→ **YOUR TASK**:
Instruction for the entries that follow: retype exactly the lines from the line with "pub mod client;" to the line with "pub mod server;", both included, and omit all others.

┄┄┄┄┄┄

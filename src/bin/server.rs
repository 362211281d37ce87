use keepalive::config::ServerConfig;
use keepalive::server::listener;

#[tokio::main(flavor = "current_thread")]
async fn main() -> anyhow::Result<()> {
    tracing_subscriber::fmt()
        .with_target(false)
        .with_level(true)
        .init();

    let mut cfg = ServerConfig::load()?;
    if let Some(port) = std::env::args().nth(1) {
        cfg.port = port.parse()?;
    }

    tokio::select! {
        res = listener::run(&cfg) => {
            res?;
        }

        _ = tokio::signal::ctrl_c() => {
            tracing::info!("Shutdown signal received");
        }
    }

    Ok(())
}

┄┄┄┄┄┄

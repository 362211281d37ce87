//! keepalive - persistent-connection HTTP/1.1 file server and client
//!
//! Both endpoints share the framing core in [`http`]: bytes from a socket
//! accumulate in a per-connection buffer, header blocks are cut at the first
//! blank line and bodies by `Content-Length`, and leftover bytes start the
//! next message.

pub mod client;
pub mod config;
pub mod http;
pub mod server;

┄┄┄┄┄┄

→ **SOLUTION**:
pub mod client;
pub mod config;
pub mod http;
pub mod server;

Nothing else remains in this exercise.